## Data supplied
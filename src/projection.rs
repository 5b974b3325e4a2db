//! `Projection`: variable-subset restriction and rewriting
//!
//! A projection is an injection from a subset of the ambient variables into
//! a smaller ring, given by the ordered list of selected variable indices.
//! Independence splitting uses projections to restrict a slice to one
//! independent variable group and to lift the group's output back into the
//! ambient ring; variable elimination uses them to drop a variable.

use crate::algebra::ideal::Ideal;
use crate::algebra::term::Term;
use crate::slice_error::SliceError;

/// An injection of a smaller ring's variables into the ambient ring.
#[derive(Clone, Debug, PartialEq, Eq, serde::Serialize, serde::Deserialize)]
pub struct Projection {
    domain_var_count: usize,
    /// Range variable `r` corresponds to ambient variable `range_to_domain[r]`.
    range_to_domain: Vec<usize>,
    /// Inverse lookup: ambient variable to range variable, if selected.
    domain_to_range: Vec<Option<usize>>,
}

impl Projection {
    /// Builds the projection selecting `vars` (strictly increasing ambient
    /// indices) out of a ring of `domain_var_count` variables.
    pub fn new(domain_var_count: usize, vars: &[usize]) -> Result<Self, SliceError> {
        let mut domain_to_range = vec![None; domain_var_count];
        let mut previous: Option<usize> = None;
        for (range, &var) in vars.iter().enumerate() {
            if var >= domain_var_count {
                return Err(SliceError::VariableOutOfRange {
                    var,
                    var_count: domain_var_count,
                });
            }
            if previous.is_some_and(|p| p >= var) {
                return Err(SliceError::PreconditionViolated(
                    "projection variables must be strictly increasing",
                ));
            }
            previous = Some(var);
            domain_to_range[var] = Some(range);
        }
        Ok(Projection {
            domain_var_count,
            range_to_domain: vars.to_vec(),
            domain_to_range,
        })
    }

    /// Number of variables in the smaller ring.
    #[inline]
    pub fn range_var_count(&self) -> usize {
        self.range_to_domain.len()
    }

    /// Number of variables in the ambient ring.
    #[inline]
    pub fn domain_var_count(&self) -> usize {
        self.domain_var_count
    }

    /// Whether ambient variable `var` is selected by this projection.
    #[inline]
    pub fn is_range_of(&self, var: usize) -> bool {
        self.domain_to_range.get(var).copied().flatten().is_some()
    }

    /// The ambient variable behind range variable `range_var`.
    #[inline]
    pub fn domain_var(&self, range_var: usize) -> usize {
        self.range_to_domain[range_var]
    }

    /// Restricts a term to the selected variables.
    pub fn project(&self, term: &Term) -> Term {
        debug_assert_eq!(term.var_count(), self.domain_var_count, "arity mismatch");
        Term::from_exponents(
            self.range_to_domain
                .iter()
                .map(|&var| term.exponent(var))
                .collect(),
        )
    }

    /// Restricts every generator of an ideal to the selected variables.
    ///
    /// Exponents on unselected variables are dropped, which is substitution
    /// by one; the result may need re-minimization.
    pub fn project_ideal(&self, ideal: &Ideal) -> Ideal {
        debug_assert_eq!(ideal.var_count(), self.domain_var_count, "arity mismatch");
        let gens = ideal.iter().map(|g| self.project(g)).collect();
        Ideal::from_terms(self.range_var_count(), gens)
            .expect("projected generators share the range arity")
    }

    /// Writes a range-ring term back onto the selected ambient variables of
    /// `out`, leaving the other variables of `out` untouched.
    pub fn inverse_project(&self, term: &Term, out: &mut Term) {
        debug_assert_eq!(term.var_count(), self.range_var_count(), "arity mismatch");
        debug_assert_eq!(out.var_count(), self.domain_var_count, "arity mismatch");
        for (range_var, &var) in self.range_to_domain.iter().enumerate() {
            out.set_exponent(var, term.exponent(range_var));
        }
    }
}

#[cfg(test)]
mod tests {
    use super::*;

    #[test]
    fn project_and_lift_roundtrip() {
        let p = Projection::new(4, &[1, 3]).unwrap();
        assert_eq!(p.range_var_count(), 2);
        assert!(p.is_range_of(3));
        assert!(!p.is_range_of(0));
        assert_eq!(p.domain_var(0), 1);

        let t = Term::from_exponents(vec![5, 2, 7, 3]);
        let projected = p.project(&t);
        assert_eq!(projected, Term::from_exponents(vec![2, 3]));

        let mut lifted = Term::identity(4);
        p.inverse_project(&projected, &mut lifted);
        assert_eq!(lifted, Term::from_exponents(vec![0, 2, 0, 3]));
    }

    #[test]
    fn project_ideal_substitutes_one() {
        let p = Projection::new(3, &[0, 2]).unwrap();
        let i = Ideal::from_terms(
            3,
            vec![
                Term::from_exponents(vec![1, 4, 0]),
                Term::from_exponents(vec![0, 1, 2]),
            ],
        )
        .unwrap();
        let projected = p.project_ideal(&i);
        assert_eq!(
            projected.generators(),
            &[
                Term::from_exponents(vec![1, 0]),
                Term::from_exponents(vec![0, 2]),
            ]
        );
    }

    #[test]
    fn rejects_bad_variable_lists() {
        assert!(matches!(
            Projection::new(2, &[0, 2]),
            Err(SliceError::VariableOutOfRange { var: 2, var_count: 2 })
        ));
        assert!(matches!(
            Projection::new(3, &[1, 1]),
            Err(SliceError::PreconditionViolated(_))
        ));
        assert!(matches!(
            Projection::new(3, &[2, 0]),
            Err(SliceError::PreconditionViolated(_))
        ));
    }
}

## Activity
Go through the material line by line. Show each line that contains the string "uses".

## Response for this exercise
//! Independence splitting uses projections to restrict a slice to one
//! ambient ring; variable elimination uses them to drop a variable.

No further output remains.